──────── Data records

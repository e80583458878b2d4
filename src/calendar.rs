//! Calendar summary cache
//!
//! Appointment summaries are cached per folder for one time range, timezone
//! and query. Mini-calendar date sets are cached per range and folder set.
//! Calendar item changes drop whatever they may have made stale.

use std::collections::BTreeSet;
use std::num::NonZeroUsize;
use std::sync::Arc;

use lru::LruCache;
use serde::{Deserialize, Serialize};
use serde_json::{Map, Value};
use tracing::debug;

/// Search page size used when expanding appointment summaries
pub const SUMMARY_PAGE_LIMIT: usize = 2000;
/// Upper bound on summary search round trips
pub const SUMMARY_MAX_PAGES: usize = 100;

/// One expanded instance of an appointment
#[derive(Debug, Clone, PartialEq, Eq, Serialize, Deserialize)]
pub struct ApptInstance {
    #[serde(rename = "s", default)]
    pub start: Option<i64>,
    #[serde(rename = "dur", default)]
    pub duration: Option<i64>,
    #[serde(rename = "allDay", default)]
    pub all_day: bool,
}

/// Appointment or task hit of a calendar-expanded search
#[derive(Debug, Clone, PartialEq, Serialize, Deserialize)]
pub struct ApptSummary {
    pub id: String,
    #[serde(rename = "l")]
    pub folder_id: String,
    #[serde(default)]
    pub name: Option<String>,
    #[serde(rename = "inst", default)]
    pub instances: Vec<ApptInstance>,
    #[serde(flatten)]
    pub extra: Map<String, Value>,
}

/// Summaries of one folder for one range
#[derive(Debug, Clone, PartialEq)]
pub struct ApptSummaryResult {
    pub start: i64,
    pub end: i64,
    pub folder_id: String,
    pub timezone: Option<String>,
    pub query: String,
    pub appointments: Vec<ApptSummary>,
}

impl ApptSummaryResult {
    pub fn new(key: &SummaryKey) -> Self {
        Self {
            start: key.start,
            end: key.end,
            folder_id: key.folder_id.clone(),
            timezone: key.timezone.clone(),
            query: key.query.clone(),
            appointments: Vec::new(),
        }
    }

    pub fn key(&self) -> SummaryKey {
        SummaryKey {
            start: self.start,
            end: self.end,
            folder_id: self.folder_id.clone(),
            timezone: self.timezone.clone(),
            query: self.query.clone(),
        }
    }
}

#[derive(Debug, Clone, PartialEq, Eq, Hash)]
pub struct SummaryKey {
    pub start: i64,
    pub end: i64,
    pub folder_id: String,
    pub timezone: Option<String>,
    pub query: String,
}

#[derive(Debug, Clone, PartialEq, Eq, Hash)]
struct MiniCalKey {
    start: i64,
    end: i64,
    folders: BTreeSet<String>,
}

impl MiniCalKey {
    fn new(start: i64, end: i64, folder_ids: &[String]) -> Self {
        Self {
            start,
            end,
            folders: folder_ids.iter().cloned().collect(),
        }
    }
}

/// Per-folder failure reported by a mini-calendar fetch
#[derive(Debug, Clone, PartialEq, Eq, Deserialize)]
pub struct MiniCalError {
    #[serde(rename = "id")]
    pub folder_id: String,
    #[serde(default)]
    pub code: Option<String>,
    #[serde(rename = "_content", default)]
    pub message: Option<String>,
}

/// Dates (`yyyyMMdd`) with at least one appointment
#[derive(Debug, Clone, PartialEq, Eq)]
pub struct MiniCalResult {
    pub dates: Arc<BTreeSet<String>>,
    /// Only present on the fetch that produced the dates
    pub errors: Vec<MiniCalError>,
}

/// Bounded store of summaries and mini-calendar date sets
#[derive(Debug)]
pub struct CalendarSummaryCache {
    summaries: LruCache<SummaryKey, Arc<ApptSummaryResult>>,
    mini_cal: LruCache<MiniCalKey, Arc<BTreeSet<String>>>,
}

impl CalendarSummaryCache {
    /// Both stores hold at most `capacity` entries
    pub fn new(capacity: NonZeroUsize) -> Self {
        Self {
            summaries: LruCache::new(capacity),
            mini_cal: LruCache::new(capacity),
        }
    }

    pub fn get(&mut self, key: &SummaryKey) -> Option<Arc<ApptSummaryResult>> {
        self.summaries.get(key).cloned()
    }

    pub fn put(&mut self, result: ApptSummaryResult) -> Arc<ApptSummaryResult> {
        let result = Arc::new(result);
        if let Some((evicted, _)) = self.summaries.push(result.key(), Arc::clone(&result))
            && evicted != result.key()
        {
            debug!(folder = %evicted.folder_id, start = evicted.start, "evicted appointment summary");
        }
        result
    }

    pub fn mini_cal(&mut self, start: i64, end: i64, folder_ids: &[String]) -> Option<Arc<BTreeSet<String>>> {
        self.mini_cal
            .get(&MiniCalKey::new(start, end, folder_ids))
            .cloned()
    }

    pub fn put_mini_cal(
        &mut self,
        start: i64,
        end: i64,
        folder_ids: &[String],
        dates: BTreeSet<String>,
    ) -> Arc<BTreeSet<String>> {
        let dates = Arc::new(dates);
        self.mini_cal
            .put(MiniCalKey::new(start, end, folder_ids), Arc::clone(&dates));
        dates
    }

    /// Drop results holding item `id`; date sets go too when one did
    pub fn invalidate_item(&mut self, id: &str) -> usize {
        let stale: Vec<SummaryKey> = self
            .summaries
            .iter()
            .filter(|(_, result)| result.appointments.iter().any(|a| a.id == id))
            .map(|(key, _)| key.clone())
            .collect();
        for key in &stale {
            self.summaries.pop(key);
        }
        if !stale.is_empty() {
            self.mini_cal.clear();
        }
        stale.len()
    }

    /// Forget every date set; any calendar item change may move dates
    pub fn clear_mini_cal(&mut self) {
        self.mini_cal.clear();
    }

    /// Drop everything cached for a folder
    pub fn invalidate_folder(&mut self, folder_id: &str) -> usize {
        let stale: Vec<SummaryKey> = self
            .summaries
            .iter()
            .filter(|(key, _)| key.folder_id == folder_id)
            .map(|(key, _)| key.clone())
            .collect();
        for key in &stale {
            self.summaries.pop(key);
        }
        let stale_sets: Vec<MiniCalKey> = self
            .mini_cal
            .iter()
            .filter(|(key, _)| key.folders.contains(folder_id))
            .map(|(key, _)| key.clone())
            .collect();
        for key in &stale_sets {
            self.mini_cal.pop(key);
        }
        stale.len()
    }

    pub fn clear(&mut self) {
        self.summaries.clear();
        self.mini_cal.clear();
    }

    pub fn len(&self) -> usize {
        self.summaries.len()
    }

    pub fn is_empty(&self) -> bool {
        self.summaries.is_empty() && self.mini_cal.is_empty()
    }

    pub fn capacity(&self) -> usize {
        self.summaries.cap().get()
    }
}
//! Dual-keyed identity index
//!
//! Every mirrored folder and tag lives here exactly once, keyed by its
//! canonical id. A secondary map resolves stable uuids to that key, and an
//! alias map lets mountpoints be found by the id of the folder they mount.

use std::collections::HashMap;
use std::sync::Arc;

use crate::item_id::{alternate_key, canonical_key};
use crate::models::{Entity, FolderNode, Tag};

/// Entity lookup by id, uuid or alias
#[derive(Debug, Clone, Default, PartialEq)]
pub struct IdentityIndex {
    account_id: Option<String>,
    by_id: HashMap<String, Entity>,
    by_uuid: HashMap<String, String>,
    aliases: HashMap<String, String>,
}

impl IdentityIndex {
    pub fn new(account_id: Option<String>) -> Self {
        Self {
            account_id,
            ..Self::default()
        }
    }

    pub fn account_id(&self) -> Option<&str> {
        self.account_id.as_deref()
    }

    /// Canonical storage key for a raw id
    pub fn key(&self, raw: &str) -> String {
        canonical_key(raw, self.account_id.as_deref())
    }

    /// Insert or overwrite; returns the entity previously stored under the same id
    pub fn put(&mut self, entity: Entity) -> Option<Entity> {
        let key = self.key(entity.id());
        let uuid = entity.uuid().map(str::to_owned);
        let previous = self.by_id.insert(key.clone(), entity);
        if let Some(old_uuid) = previous.as_ref().and_then(Entity::uuid)
            && uuid.as_deref() != Some(old_uuid)
        {
            self.by_uuid.remove(old_uuid);
        }
        if let Some(uuid) = uuid {
            self.by_uuid.insert(uuid, key);
        }
        previous
    }

    /// Make `alias` resolve to the entity stored under `id`
    pub fn put_alias(&mut self, alias: impl Into<String>, id: &str) {
        let key = self.key(id);
        self.aliases.insert(alias.into(), key);
    }

    pub fn remove_alias(&mut self, alias: &str) {
        self.aliases.remove(alias);
    }

    /// Resolve a raw id to the key it is stored under
    ///
    /// Tries the direct key, a registered alias, then the alternate
    /// (short or owner-qualified) form.
    pub fn resolve(&self, raw: &str) -> Option<String> {
        let key = self.key(raw);
        if self.by_id.contains_key(&key) {
            return Some(key);
        }
        if let Some(target) = self.aliases.get(raw).or_else(|| self.aliases.get(&key))
            && self.by_id.contains_key(target)
        {
            return Some(target.clone());
        }
        alternate_key(raw, self.account_id.as_deref()).filter(|alt| self.by_id.contains_key(alt))
    }

    pub fn get_by_id(&self, raw: &str) -> Option<&Entity> {
        self.resolve(raw).and_then(|key| self.by_id.get(&key))
    }

    pub fn get_by_uuid(&self, uuid: &str) -> Option<&Entity> {
        self.by_uuid.get(uuid).and_then(|key| self.by_id.get(key))
    }

    /// Remove an entity with its uuid mapping and any alias pointing at it
    pub fn remove_by_id(&mut self, raw: &str) -> Option<Entity> {
        let key = self.resolve(raw)?;
        let removed = self.by_id.remove(&key)?;
        if let Some(uuid) = removed.uuid() {
            self.by_uuid.remove(uuid);
        }
        self.aliases.retain(|_, target| *target != key);
        Some(removed)
    }

    pub fn contains(&self, raw: &str) -> bool {
        self.resolve(raw).is_some()
    }

    pub fn len(&self) -> usize {
        self.by_id.len()
    }

    pub fn is_empty(&self) -> bool {
        self.by_id.is_empty()
    }

    pub fn folder(&self, raw: &str) -> Option<&Arc<FolderNode>> {
        self.get_by_id(raw).and_then(Entity::as_folder)
    }

    /// Folder stored under an already resolved key
    pub(crate) fn folder_by_key(&self, key: &str) -> Option<&Arc<FolderNode>> {
        self.by_id.get(key).and_then(Entity::as_folder)
    }

    /// Copy-on-write access to a folder stored under `key`
    pub(crate) fn folder_mut(&mut self, key: &str) -> Option<&mut FolderNode> {
        match self.by_id.get_mut(key)? {
            Entity::Folder(node) => Some(Arc::make_mut(node)),
            _ => None,
        }
    }

    pub fn tag(&self, raw: &str) -> Option<&Arc<Tag>> {
        self.get_by_id(raw).and_then(Entity::as_tag)
    }

    pub(crate) fn tag_mut(&mut self, key: &str) -> Option<&mut Tag> {
        match self.by_id.get_mut(key)? {
            Entity::Tag(tag) => Some(Arc::make_mut(tag)),
            _ => None,
        }
    }

    pub fn folders(&self) -> impl Iterator<Item = &Arc<FolderNode>> {
        self.by_id.values().filter_map(Entity::as_folder)
    }

    pub fn tags(&self) -> impl Iterator<Item = &Arc<Tag>> {
        self.by_id.values().filter_map(Entity::as_tag)
    }
}
//! Tag name registry
//!
//! Tags share the identity index with folders; this registry only adds the
//! name lookup. Names compare case-insensitively.

use std::collections::HashMap;
use std::sync::Arc;

use crate::index::IdentityIndex;
use crate::models::{Entity, Tag};

#[derive(Debug, Clone, Default, PartialEq, Eq)]
pub struct TagRegistry {
    /// `None` until the registry has been populated
    by_name: Option<HashMap<String, String>>,
}

fn fold(name: &str) -> String {
    name.to_lowercase()
}

impl TagRegistry {
    /// An empty but populated registry
    pub fn populated() -> Self {
        Self {
            by_name: Some(HashMap::new()),
        }
    }

    pub fn is_populated(&self) -> bool {
        self.by_name.is_some()
    }

    /// Index a tag and map its name
    pub fn insert(&mut self, index: &mut IdentityIndex, tag: Tag) {
        let key = index.key(&tag.id);
        let name = fold(&tag.name);
        if let Some(Entity::Tag(old)) = index.put(Entity::Tag(Arc::new(tag))) {
            self.forget_name(&old.name, &key);
        }
        self.by_name.get_or_insert_with(HashMap::new).insert(name, key);
    }

    /// Drop the name mapping of a removed tag
    pub fn forget(&mut self, tag: &Tag, key: &str) {
        self.forget_name(&tag.name, key);
    }

    /// Move the name mapping from `old_name` to `new_name`
    pub fn rename(&mut self, old_name: &str, new_name: &str, key: &str) {
        self.forget_name(old_name, key);
        if let Some(map) = self.by_name.as_mut() {
            map.insert(fold(new_name), key.to_owned());
        }
    }

    /// Index key of the tag named `name`
    pub fn key_for(&self, name: &str) -> Option<&str> {
        self.by_name.as_ref()?.get(&fold(name)).map(String::as_str)
    }

    pub fn get<'a>(&self, index: &'a IdentityIndex, name: &str) -> Option<&'a Arc<Tag>> {
        self.key_for(name).and_then(|key| index.tag(key))
    }

    pub fn len(&self) -> usize {
        self.by_name.as_ref().map_or(0, HashMap::len)
    }

    pub fn is_empty(&self) -> bool {
        self.len() == 0
    }

    fn forget_name(&mut self, name: &str, key: &str) {
        let Some(map) = self.by_name.as_mut() else {
            return;
        };
        let folded = fold(name);
        if map.get(&folded).is_some_and(|k| k == key) {
            map.remove(&folded);
        }
    }
}

#[cfg(test)]
mod tests {
    use super::TagRegistry;
    use crate::index::IdentityIndex;
    use crate::models::Tag;

    fn tag(id: &str, name: &str) -> Tag {
        Tag {
            id: id.to_owned(),
            uuid: None,
            name: name.to_owned(),
            color: 0,
            rgb: None,
            unread: 0,
            count: 0,
        }
    }

    #[test]
    fn unpopulated_until_first_insert() {
        let mut index = IdentityIndex::new(None);
        let mut tags = TagRegistry::default();
        assert!(!tags.is_populated());
        tags.insert(&mut index, tag("64", "Work"));
        assert!(tags.is_populated());
        assert_eq!(tags.get(&index, "work").map(|t| t.id.as_str()), Some("64"));
    }

    #[test]
    fn rename_moves_the_name_mapping() {
        let mut index = IdentityIndex::new(None);
        let mut tags = TagRegistry::populated();
        tags.insert(&mut index, tag("64", "work"));
        tags.rename("work", "office", "64");
        assert!(tags.key_for("work").is_none());
        assert_eq!(tags.key_for("OFFICE"), Some("64"));
        assert_eq!(tags.len(), 1);
    }

    #[test]
    fn reinsert_under_new_name_drops_old_name() {
        let mut index = IdentityIndex::new(None);
        let mut tags = TagRegistry::populated();
        tags.insert(&mut index, tag("64", "work"));
        tags.insert(&mut index, tag("64", "office"));
        assert!(tags.key_for("work").is_none());
        assert_eq!(tags.len(), 1);
        assert_eq!(index.len(), 1);
    }
}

────────────────

Exercise prompt: Taking the records above, retype every line from the one with "pub fn get_by_id(&self, raw: &str)" down to the one with "pub fn get_by_uuid(&self, uuid: &str)", exactly and with nothing else.

Exercise answer:
    pub fn get_by_id(&self, raw: &str) -> Option<&Entity> {
        self.resolve(raw).and_then(|key| self.by_id.get(&key))
    }

    pub fn get_by_uuid(&self, uuid: &str) -> Option<&Entity> {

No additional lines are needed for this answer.